O ensinamento de "Taassé veló min Heassui” é claro, categórico e universal: faça você mesmo as coisas e não espere que os outros as façam por você! Não fique de lado olhando e criticando! Arregace as mangas e coloque a “mão na massa!” Este conceito é a base do judaísmo e de uma vida significativa. A prática do judaísmo não é concretizada com pensamentos e palavras, mas apenas com atos. O ser humano costuma ter um olho crítico: reclama do comportamento de seus semelhantes, chama a atenção de outros e faz pouco caso das agruras alheias. Este não é o desejo de D-us, nem o caminho da Torá. Nossos sábios ensinam que a vontade Divina pode ser cumprida apenas com bons atos.
As Quatro Espécies
Assim, no primeiro dia da festividade de Sucot, cada pessoa deve adquirir para si as “Quatro Espécies” (em hebraico, Arbaá Minim) – um etrog (fruta cítrica), o lulav (ramo de palmeira), o hadás (ramo de mirta) e os aravot (ramos de salgueiro). As quatro espécies usadas para cumprir este mandamento prescrito pelo Todo-Poderoso são, em essência, a representação simbólica de tudo o que D-us criou para o homem.
Conclusão
Para concluir, existe ainda um outro motivo pelo fato de comemoramos Sucot no mês de Tishrei. A sucá, devido à fragilidade de sua estrutura, é uma moradia provisória. De fato, a Torá exige que a sucá seja construída como uma moradia provisória; caso contrário, é inválida para o cumprimento do mandamento. Por que a sucá deve ser uma cabana e não uma bela residência? Para nos lembrar que a vida é passageira. Ao se referir à vida do ser humano, o Salmista declara: "Yamav ketsel over" seus dias são como uma sombra que passa. Consta no Midrash que nossa vida na Terra não é comparável à sombra de uma parede, nem à de uma árvore, mas à sombra de um pássaro que voa.

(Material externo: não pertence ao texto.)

//! Millisecond time types.
//!
//! The engine never reads a clock on its own: callers pass the current
//! `Timestamp` into timer handlers, which keeps simulation deterministic.

use core::ops::{Add, AddAssign, Sub};

/// Point in time, in milliseconds since an arbitrary epoch.
#[derive(Debug, Clone, Copy, PartialEq, Eq, PartialOrd, Ord, Hash, Default)]
pub struct Timestamp(u64);

impl Timestamp {
    pub const ZERO: Timestamp = Timestamp(0);
    pub const MAX: Timestamp = Timestamp(u64::MAX);

    #[inline]
    pub const fn from_millis(ms: u64) -> Self {
        Timestamp(ms)
    }

    #[inline]
    pub const fn from_secs(secs: u64) -> Self {
        Timestamp(secs.saturating_mul(1000))
    }

    #[inline]
    pub const fn as_millis(self) -> u64 {
        self.0
    }

    #[inline]
    pub const fn saturating_add(self, duration: Duration) -> Self {
        Timestamp(self.0.saturating_add(duration.0))
    }

    /// Time elapsed since `earlier`, zero if `earlier` is in the future.
    #[inline]
    pub const fn saturating_sub(self, earlier: Timestamp) -> Duration {
        Duration(self.0.saturating_sub(earlier.0))
    }
}

impl Add<Duration> for Timestamp {
    type Output = Timestamp;

    #[inline]
    fn add(self, rhs: Duration) -> Timestamp {
        self.saturating_add(rhs)
    }
}

impl AddAssign<Duration> for Timestamp {
    #[inline]
    fn add_assign(&mut self, rhs: Duration) {
        *self = self.saturating_add(rhs);
    }
}

impl Sub for Timestamp {
    type Output = Duration;

    #[inline]
    fn sub(self, rhs: Timestamp) -> Duration {
        self.saturating_sub(rhs)
    }
}

/// Span of time in milliseconds.
#[derive(Debug, Clone, Copy, PartialEq, Eq, PartialOrd, Ord, Hash, Default)]
pub struct Duration(u64);

impl Duration {
    pub const ZERO: Duration = Duration(0);

    #[inline]
    pub const fn from_millis(ms: u64) -> Self {
        Duration(ms)
    }

    #[inline]
    pub const fn from_secs(secs: u64) -> Self {
        Duration(secs.saturating_mul(1000))
    }

    #[inline]
    pub const fn as_millis(self) -> u64 {
        self.0
    }
}

impl Add for Duration {
    type Output = Duration;

    #[inline]
    fn add(self, rhs: Duration) -> Duration {
        Duration(self.0.saturating_add(rhs.0))
    }
}

#[cfg(test)]
mod tests {
    use super::*;

    #[test]
    fn test_timestamp_arithmetic() {
        let t = Timestamp::from_secs(2);
        assert_eq!(t.as_millis(), 2000);
        assert_eq!((t + Duration::from_millis(500)).as_millis(), 2500);
        assert_eq!(Timestamp::from_millis(2500) - t, Duration::from_millis(500));
    }

    #[test]
    fn test_sub_saturates() {
        let early = Timestamp::from_millis(100);
        let late = Timestamp::from_millis(300);
        assert_eq!(early - late, Duration::ZERO);
    }

    #[test]
    fn test_add_saturates() {
        assert_eq!(Timestamp::MAX + Duration::from_secs(1), Timestamp::MAX);
    }
}
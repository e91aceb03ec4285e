//! Short/extended address correlation for the layers above.

use hashbrown::HashMap;

use crate::types::{ExtAddr, NwkError, ShortAddr};

#[derive(Debug, Clone, Copy, PartialEq, Eq)]
pub struct AddressMapEntry {
    pub short_addr: ShortAddr,
    pub ext_addr: ExtAddr,
    pub capability: u8,
}

/// Bounded map keyed by extended address. A short address belongs to at
/// most one device: recording it for a new device evicts the old mapping.
pub struct AddressMap {
    entries: HashMap<ExtAddr, AddressMapEntry>,
    capacity: usize,
}

impl AddressMap {
    pub fn new(capacity: usize) -> Self {
        Self {
            entries: HashMap::with_capacity(capacity),
            capacity,
        }
    }

    pub fn add(
        &mut self,
        short_addr: ShortAddr,
        ext_addr: ExtAddr,
        capability: u8,
    ) -> Result<(), NwkError> {
        self.entries
            .retain(|ext, e| *ext == ext_addr || e.short_addr != short_addr);

        if let Some(entry) = self.entries.get_mut(&ext_addr) {
            entry.short_addr = short_addr;
            entry.capability = capability;
            return Ok(());
        }
        if self.entries.len() >= self.capacity {
            return Err(NwkError::TableFull);
        }
        self.entries.insert(
            ext_addr,
            AddressMapEntry {
                short_addr,
                ext_addr,
                capability,
            },
        );
        Ok(())
    }

    /// Update the short address seen for `ext_addr`, keeping its capability.
    pub fn refresh(&mut self, short_addr: ShortAddr, ext_addr: ExtAddr) -> Result<(), NwkError> {
        let capability = self.entries.get(&ext_addr).map_or(0, |e| e.capability);
        self.add(short_addr, ext_addr, capability)
    }

    pub fn find_by_short(&self, short_addr: ShortAddr) -> Option<&AddressMapEntry> {
        self.entries.values().find(|e| e.short_addr == short_addr)
    }

    pub fn find_by_ext(&self, ext_addr: ExtAddr) -> Option<&AddressMapEntry> {
        self.entries.get(&ext_addr)
    }

    pub fn remove(&mut self, ext_addr: ExtAddr) -> Option<AddressMapEntry> {
        self.entries.remove(&ext_addr)
    }

    pub fn clear(&mut self) {
        self.entries.clear();
    }

    pub fn len(&self) -> usize {
        self.entries.len()
    }

    pub fn is_empty(&self) -> bool {
        self.entries.is_empty()
    }
}

#[cfg(test)]
mod tests {
    use super::*;

    #[test]
    fn test_lookup_both_ways() {
        let mut m = AddressMap::new(4);
        m.add(0x0034, 0xDEAD_BEEF, 0x8E).unwrap();
        assert_eq!(m.find_by_short(0x0034).unwrap().ext_addr, 0xDEAD_BEEF);
        assert_eq!(m.find_by_ext(0xDEAD_BEEF).unwrap().capability, 0x8E);
        assert!(m.find_by_short(0x0035).is_none());
    }

    #[test]
    fn test_rejoin_updates_short_address() {
        let mut m = AddressMap::new(4);
        m.add(0x0034, 0xAA, 1).unwrap();
        m.refresh(0x0050, 0xAA).unwrap();
        assert_eq!(m.len(), 1);
        assert_eq!(m.find_by_ext(0xAA).unwrap().short_addr, 0x0050);
        assert_eq!(m.find_by_ext(0xAA).unwrap().capability, 1);
        assert!(m.find_by_short(0x0034).is_none());
    }

    #[test]
    fn test_short_address_conflict_evicts_old_device() {
        let mut m = AddressMap::new(4);
        m.add(0x0034, 0xAA, 0).unwrap();
        m.add(0x0034, 0xBB, 0).unwrap();
        assert_eq!(m.len(), 1);
        assert_eq!(m.find_by_short(0x0034).unwrap().ext_addr, 0xBB);
    }

    #[test]
    fn test_capacity_bound() {
        let mut m = AddressMap::new(1);
        m.add(1, 0xAA, 0).unwrap();
        assert_eq!(m.add(2, 0xBB, 0), Err(NwkError::TableFull));
        assert!(m.remove(0xAA).is_some());
        assert!(m.add(2, 0xBB, 0).is_ok());
        m.clear();
        assert!(m.is_empty());
    }
}
//! Frame buffers with reserved headroom.
//!
//! A `FrameBuf` owns its bytes. The start of the current frame moves
//! backwards when a header is prepended and forwards when a header is
//! consumed, so a received frame can be relayed with a rewritten header
//! without copying its payload. Ownership moves with the buffer: whoever
//! holds it last frees it, and `Clone` is a deep copy.

use alloc::vec;
use alloc::vec::Vec;
use core::fmt;

use crate::types::FRAME_HEADROOM;
use crate::wire::DecodeError;

#[derive(Clone, PartialEq, Eq)]
pub struct FrameBuf {
    data: Vec<u8>,
    head: usize,
}

impl FrameBuf {
    /// Payload preceded by `headroom` bytes for headers added later.
    pub fn with_headroom(headroom: usize, payload: &[u8]) -> Self {
        let mut data = vec![0u8; headroom];
        data.extend_from_slice(payload);
        Self {
            data,
            head: headroom,
        }
    }

    /// Payload with the default NWK + MAC headroom.
    pub fn from_payload(payload: &[u8]) -> Self {
        Self::with_headroom(FRAME_HEADROOM, payload)
    }

    /// A complete received frame with no headroom.
    pub fn from_vec(frame: Vec<u8>) -> Self {
        Self {
            data: frame,
            head: 0,
        }
    }

    pub fn headroom(&self) -> usize {
        self.head
    }

    /// Length of the current frame.
    pub fn len(&self) -> usize {
        self.data.len() - self.head
    }

    pub fn is_empty(&self) -> bool {
        self.len() == 0
    }

    /// Current frame bytes.
    pub fn payload(&self) -> &[u8] {
        &self.data[self.head..]
    }

    /// Write `bytes` in front of the current frame. Grows the allocation if
    /// the headroom is exhausted.
    pub fn prepend(&mut self, bytes: &[u8]) {
        if bytes.len() > self.head {
            let extra = bytes.len() - self.head;
            let mut data = Vec::with_capacity(self.data.len() + extra);
            data.resize(extra, 0);
            data.extend_from_slice(&self.data);
            self.data = data;
            self.head += extra;
        }
        self.head -= bytes.len();
        self.data[self.head..self.head + bytes.len()].copy_from_slice(bytes);
    }

    /// Drop `n` bytes from the front of the frame, turning them into headroom.
    pub fn consume(&mut self, n: usize) -> Result<(), DecodeError> {
        if n > self.len() {
            return Err(DecodeError::UnexpectedEof);
        }
        self.head += n;
        Ok(())
    }

    /// Copy of the current frame bytes.
    pub fn to_vec(&self) -> Vec<u8> {
        self.payload().to_vec()
    }
}

impl fmt::Debug for FrameBuf {
    fn fmt(&self, f: &mut fmt::Formatter<'_>) -> fmt::Result {
        f.debug_struct("FrameBuf")
            .field("len", &self.len())
            .field("headroom", &self.head)
            .finish()
    }
}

Aquele que se conscientiza deste grande ensinamento do judaísmo, desde o início do ano, saberá valorizar seu tempo e transformar cada dia de sua existência terrestre numa vida útil e produtiva.

Fonte: Revista Morashá - Edição 30 - Setembro de 2000, Edição 42 - Setembro de 2003 (Rabino Avraham Cohen), Edição 38 - Setembro de 2002.